Ok so to narrow it down last THURSDAY I accepted an internship with a magazine. Why you may ask? Well simply writing for publications wasn’t teaching me enough and I wasn’t getting any better. Also I have the self-editing skills of a dyslexic sufferer. THUS I am getting my hands dirty for the next 6 months and interning it. And I am actually really looking forward to it and enjoying it thus far.

ON TOP of this I have accepted the position of an Assistant Manager at a jewellery store so I can be immersed within the fashion industry in some way whilst paying for my markets addiction and cocktails.

So this week I’ve been situated in Hornsby to be trained and have been subjected to 9-hour days on my feet, 4-hour commutes, and 6am wake-ups. (I know this is the usual for most of you peeps but I’m a freelance writer! On an average day we wake when we want, lightly workout, graze around, meet friends for drinks and fluff about with our keypads here and there.) MUCH more relaxed!

This is why I haven’t blogged. I’ve been snoring. Literally asleep before my poor boyfriend can even try a goodnight pat let alone anything involving a higher heart rate. I AM EXHAUSTED! But I have loved every moment of my week! I totally forgot how much fun retail is! Making big sales, merchandising, constantly meeting and chatting to new peeps. Seriously I am LOVING it and the people I am working with. However thank f I am working in the city from now on. My only saviour to the terrible shithead that is Pennant Hills road is Kyle and Jackie O (bless them).

So I’m going to sum up my learning’s and observations from the week…

  • Feet get immensely sore when standing on them for numerous hours daily. I had forgotten this as my brain seemingly blocked out the pain. Kind of like childbirth. “Oh I can’t really remember…. It was just such a joy to hold him/her” Liars. You totes remember you just want us to have babies to play with your babies.
  • Diamonds are prettttttyyyyyy. 🙂 I WANT! *Grabby hands
  • The film ‘The Killer Inside Me’ with Casey Affleck, Kate Hudson, Jessica Alba and Simon Baker is SERIOUSLY f***ed up! And kinda boring. It ‘claims’ that ‘American Psycho’ fans will love this film but they are lying. Just like mothers about childbirth.
  • Chloe’ is an A.M.A.Z.I.N.G film. Starring Amanda Seyfried, Julianne Moore and Liem Neeson, its an intense story about seduction, lies and betrayal. Also there’s a lesbo scene that makes Natalie Portman and Mila Kunis’s one look tamer than a pussy cat….(no pun intended).
  • The latest issue of Vogue features transgender model Andrej Pejic; claiming he is fabulous and the current ‘IT’ female model all over the world…Um he is a boy. He has a penis. He is not a woman, he does not have a woman’s frame so why is he modelling women’s clothing? Its ridiculous to the point of absurdity. He is not fashion, he is a pale, lanky, ugly boy who needs to go dig a hole and get out of those heels. Sheesh.
  • There are some FREAKS in Sydney.
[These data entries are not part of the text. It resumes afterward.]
/*!
# Dimensional Engine Error Handling

This module provides error handling for the dimensional aggregation engine.
All schema compilation and processing operations return well-structured errors
with enough context to point at the offending field or aggregator.

## Error Categories

- **Schema Errors**: invalid declarative schemas detected at compile time
- **Type Mismatches**: record accessors or aggregation operands whose
  declared types disagree
- **Unsupported Field Types**: an aggregator applied to a field type it
  cannot combine (e.g. a numeric aggregator over a string field)

## Propagation

None of these errors are transient: every one of them indicates a schema or
configuration defect, so the policy is fail-fast. Callers are expected to
halt the affected processing unit rather than skip and continue.
*/

use std::fmt;

/// Errors produced by schema compilation and dimensional aggregation.
///
/// Each variant carries the context needed to locate the defect. All
/// variants are fatal to the operation that raised them; none indicate a
/// recoverable data-quality issue.
#[derive(Debug, Clone, PartialEq, Eq)]
pub enum DimensionError {
    /// Invalid declarative schema, detected once at compile time.
    ///
    /// Raised for undeclared field references, unknown aggregator names,
    /// and ambiguous (duplicate) dimension combinations. The engine must
    /// never start processing against a schema that failed to compile.
    SchemaError {
        /// Description of the schema defect
        message: String,
        /// Name of the field or aggregator that caused it, if applicable
        field: Option<String>,
    },

    /// Declared types disagree during record access or aggregation.
    ///
    /// Raised when a record accessor is used with the wrong declared type,
    /// or when two aggregation operands do not share the same shape. This
    /// always indicates a configuration defect, never bad data, so it is
    /// propagated rather than coerced.
    TypeMismatch {
        /// Description of the disagreement
        message: String,
        /// Name of the field involved, if known
        field: Option<String>,
    },

    /// An aggregator was applied to a field type it does not support.
    UnsupportedFieldType {
        /// Name of the aggregator
        aggregator: String,
        /// Name of the offending field
        field: String,
        /// Declared type of the offending field
        kind: &'static str,
    },
}

impl fmt::Display for DimensionError {
    fn fmt(&self, f: &mut fmt::Formatter<'_>) -> fmt::Result {
        match self {
            DimensionError::SchemaError { message, field } => {
                if let Some(name) = field {
                    write!(f, "Schema error for '{}': {}", name, message)
                } else {
                    write!(f, "Schema error: {}", message)
                }
            }
            DimensionError::TypeMismatch { message, field } => {
                if let Some(name) = field {
                    write!(f, "Type mismatch for field '{}': {}", name, message)
                } else {
                    write!(f, "Type mismatch: {}", message)
                }
            }
            DimensionError::UnsupportedFieldType {
                aggregator,
                field,
                kind,
            } => {
                write!(
                    f,
                    "Aggregator '{}' does not support field '{}' of type {}",
                    aggregator, field, kind
                )
            }
        }
    }
}

impl std::error::Error for DimensionError {}

impl DimensionError {
    /// Create a schema error
    pub fn schema_error(message: impl Into<String>, field: Option<String>) -> Self {
        DimensionError::SchemaError {
            message: message.into(),
            field,
        }
    }

    /// Create a type mismatch error
    pub fn type_mismatch(message: impl Into<String>, field: Option<String>) -> Self {
        DimensionError::TypeMismatch {
            message: message.into(),
            field,
        }
    }

    /// Create an unsupported field type error
    pub fn unsupported_field_type(
        aggregator: impl Into<String>,
        field: impl Into<String>,
        kind: &'static str,
    ) -> Self {
        DimensionError::UnsupportedFieldType {
            aggregator: aggregator.into(),
            field: field.into(),
            kind,
        }
    }
}

/// Result type for dimensional engine operations
pub type DimensionResult<T> = Result<T, DimensionError>;
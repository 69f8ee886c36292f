//! The windowed computation core.
//!
//! - [`ConversionContext`] - precomputed per-(combination, aggregator)
//!   index tables for projecting events without name lookups
//! - [`DimensionsComputation`] - the windowed accumulation engine
//! - [`DimensionsUnifier`] - cross-partition merge of partial aggregates
//!
//! Each engine instance is single-threaded and owns its window state
//! exclusively; partitions share nothing. The unifier is the one place
//! cross-partition state meets, and it tolerates arbitrary arrival order
//! because every aggregator combine is associative and commutative.

pub mod computation;
pub mod conversion;
pub mod unifier;

pub use computation::DimensionsComputation;
pub use conversion::ConversionContext;
pub use unifier::DimensionsUnifier;

use crate::types::GenericRecord;

/// The identity of one aggregate within a window.
///
/// Two partial aggregates merge if and only if their keys are equal. The
/// schema, combination, and aggregator IDs pin the key record's shape, so
/// record equality is value equality.
#[derive(Debug, Clone, PartialEq, Eq, Hash)]
pub struct AggregateKey {
    /// ID of the schema that produced the aggregate
    pub schema_id: u32,
    /// Dimension combination ID (position in the compiled schema)
    pub dimensions_id: u32,
    /// Registry-assigned aggregator ID
    pub aggregator_id: u32,
    /// Projected key values, including the truncated time and bucket ordinal
    pub keys: GenericRecord,
}

/// One accumulated result: the key it belongs to and its aggregate values.
#[derive(Debug, Clone, PartialEq)]
pub struct Aggregate {
    pub key: AggregateKey,
    pub aggregates: GenericRecord,
}
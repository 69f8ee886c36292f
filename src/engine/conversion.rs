//! Event projection via precomputed index tables.
//!
//! A [`ConversionContext`] is built once per (combination, aggregator) pair
//! at engine setup. It precomputes every slot index the per-event path
//! needs, so projecting an event into a candidate aggregate is a handful of
//! slot copies plus the time-bucket truncation; no field name is looked up
//! per event. Contexts are immutable after construction.

use std::sync::Arc;

use crate::aggregator::IncrementalAggregator;
use crate::engine::{Aggregate, AggregateKey};
use crate::error::{DimensionError, DimensionResult};
use crate::schema::{
    CompiledAggregation, CompiledCombination, DimensionalSchema, TimeBucket,
    TIME_BUCKET_FIELD, TIME_FIELD,
};
use crate::types::{FieldDescriptor, FieldKind, GenericRecord, InputEvent};

/// One precomputed slot copy: which kind group, which source slot, which
/// destination slot.
#[derive(Debug, Clone, Copy)]
struct SlotCopy {
    kind: FieldKind,
    from: usize,
    to: usize,
}

/// Precomputed projection tables for one (combination, aggregator) pair.
pub struct ConversionContext {
    schema_id: u32,
    dimensions_id: u32,
    aggregator_id: u32,
    time_bucket: TimeBucket,
    key_descriptor: Arc<FieldDescriptor>,
    aggregate_descriptor: Arc<FieldDescriptor>,
    aggregator: Arc<dyn IncrementalAggregator>,
    /// master-key slots -> combination-key slots
    key_copies: Vec<SlotCopy>,
    /// input-value slots -> aggregate slots
    value_copies: Vec<SlotCopy>,
    /// INT64 slot of `_time` in the output key
    time_slot: usize,
    /// INT32 slot of `_time_bucket` in the output key
    bucket_slot: usize,
}

impl ConversionContext {
    pub(crate) fn build(
        schema: &DimensionalSchema,
        dimensions_id: u32,
        combination: &CompiledCombination,
        aggregation: &CompiledAggregation,
        aggregator: Arc<dyn IncrementalAggregator>,
    ) -> DimensionResult<Self> {
        let key_descriptor = combination.key_descriptor.clone();
        let aggregate_descriptor = aggregation.aggregate_descriptor.clone();

        let mut key_copies = Vec::new();
        for (name, kind) in key_descriptor.fields() {
            if name == TIME_FIELD || name == TIME_BUCKET_FIELD {
                continue;
            }
            let (_, from) = schema.master_key().slot_of(name).ok_or_else(|| {
                DimensionError::schema_error(
                    "combination key missing from master key descriptor",
                    Some(name.clone()),
                )
            })?;
            let (_, to) = key_descriptor
                .slot_of(name)
                .expect("field taken from this descriptor");
            key_copies.push(SlotCopy {
                kind: *kind,
                from,
                to,
            });
        }

        // Aggregate fields not present in the input values descriptor (the
        // `count` slot) are left to the aggregator's seed.
        let mut value_copies = Vec::new();
        for (name, kind) in aggregate_descriptor.fields() {
            if let Some((input_kind, from)) = schema.input_values().slot_of(name) {
                if input_kind != *kind {
                    return Err(DimensionError::type_mismatch(
                        format!(
                            "aggregate declares {}, input declares {}",
                            kind.type_name(),
                            input_kind.type_name()
                        ),
                        Some(name.clone()),
                    ));
                }
                let (_, to) = aggregate_descriptor
                    .slot_of(name)
                    .expect("field taken from this descriptor");
                value_copies.push(SlotCopy {
                    kind: *kind,
                    from,
                    to,
                });
            }
        }

        let time_slot = key_descriptor
            .slot_of(TIME_FIELD)
            .map(|(_, slot)| slot)
            .ok_or_else(|| {
                DimensionError::schema_error(
                    "reserved time field missing from key descriptor",
                    Some(TIME_FIELD.to_string()),
                )
            })?;
        let bucket_slot = key_descriptor
            .slot_of(TIME_BUCKET_FIELD)
            .map(|(_, slot)| slot)
            .ok_or_else(|| {
                DimensionError::schema_error(
                    "reserved time bucket field missing from key descriptor",
                    Some(TIME_BUCKET_FIELD.to_string()),
                )
            })?;

        Ok(Self {
            schema_id: schema.schema_id(),
            dimensions_id,
            aggregator_id: aggregation.aggregator_id,
            time_bucket: combination.descriptor.time_bucket(),
            key_descriptor,
            aggregate_descriptor,
            aggregator,
            key_copies,
            value_copies,
            time_slot,
            bucket_slot,
        })
    }

    /// Project an event into a candidate aggregate for this pair.
    ///
    /// The candidate is valid standing alone (the aggregator's seed has
    /// been applied), so the first event for a key needs no identity value
    /// to combine against.
    pub fn project(&self, event: &InputEvent) -> Aggregate {
        let mut keys = GenericRecord::new(self.key_descriptor.clone());
        for copy in &self.key_copies {
            keys.copy_slot(copy.kind, copy.to, &event.keys, copy.from);
        }
        keys.int64s[self.time_slot] = self.time_bucket.truncate(event.timestamp);
        keys.int32s[self.bucket_slot] = self.time_bucket.ordinal();

        let mut aggregates = GenericRecord::new(self.aggregate_descriptor.clone());
        for copy in &self.value_copies {
            aggregates.copy_slot(copy.kind, copy.to, &event.values, copy.from);
        }
        self.aggregator.seed(&mut aggregates);

        Aggregate {
            key: AggregateKey {
                schema_id: self.schema_id,
                dimensions_id: self.dimensions_id,
                aggregator_id: self.aggregator_id,
                keys,
            },
            aggregates,
        }
    }

    /// The aggregator this context projects for
    pub(crate) fn aggregator(&self) -> &Arc<dyn IncrementalAggregator> {
        &self.aggregator
    }
}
And there are also some stupid ass girls. My sister’s friend was walking to her car at Chatswood last week when she saw someone covered in black sitting in the passenger seat.  (It was night) After asking what on earth (that’s the nice way of repeating what she said) the person was doing she was met with a reply that they were a very sick old lady and needed to be taken to the hospital. So this (idiot) girl did. After driving for a while she felt something to look down and see a MALE hand on her thigh. She panicked and proceeded to smash into the car in front of her. The person fled from the car. The police arrived and didn’t believe the girl (they thought she was making it up to get out of causing the accident) before the owner of the other car confirmed that someone covered in black had ran out of the car. So the police began questioning her before searching the car for clues. And there in the back seat was a thick rope and a shovel. I kid you not. SERIOUSLY WTF. Can I please move?
  • 1 week without any exercise WILL make my arms go jiggly. Not happy.
  • Balmain esque jackets can be bought for $10. I kid you not.
  • Natural Collection Shampoo is actually quite good. Usually natural hair products leave my hair greasy but this little gem does the trick!

Um I think that’s it for now. Have a great weekend all! Except you assholes who are going to Future. I hope it rains.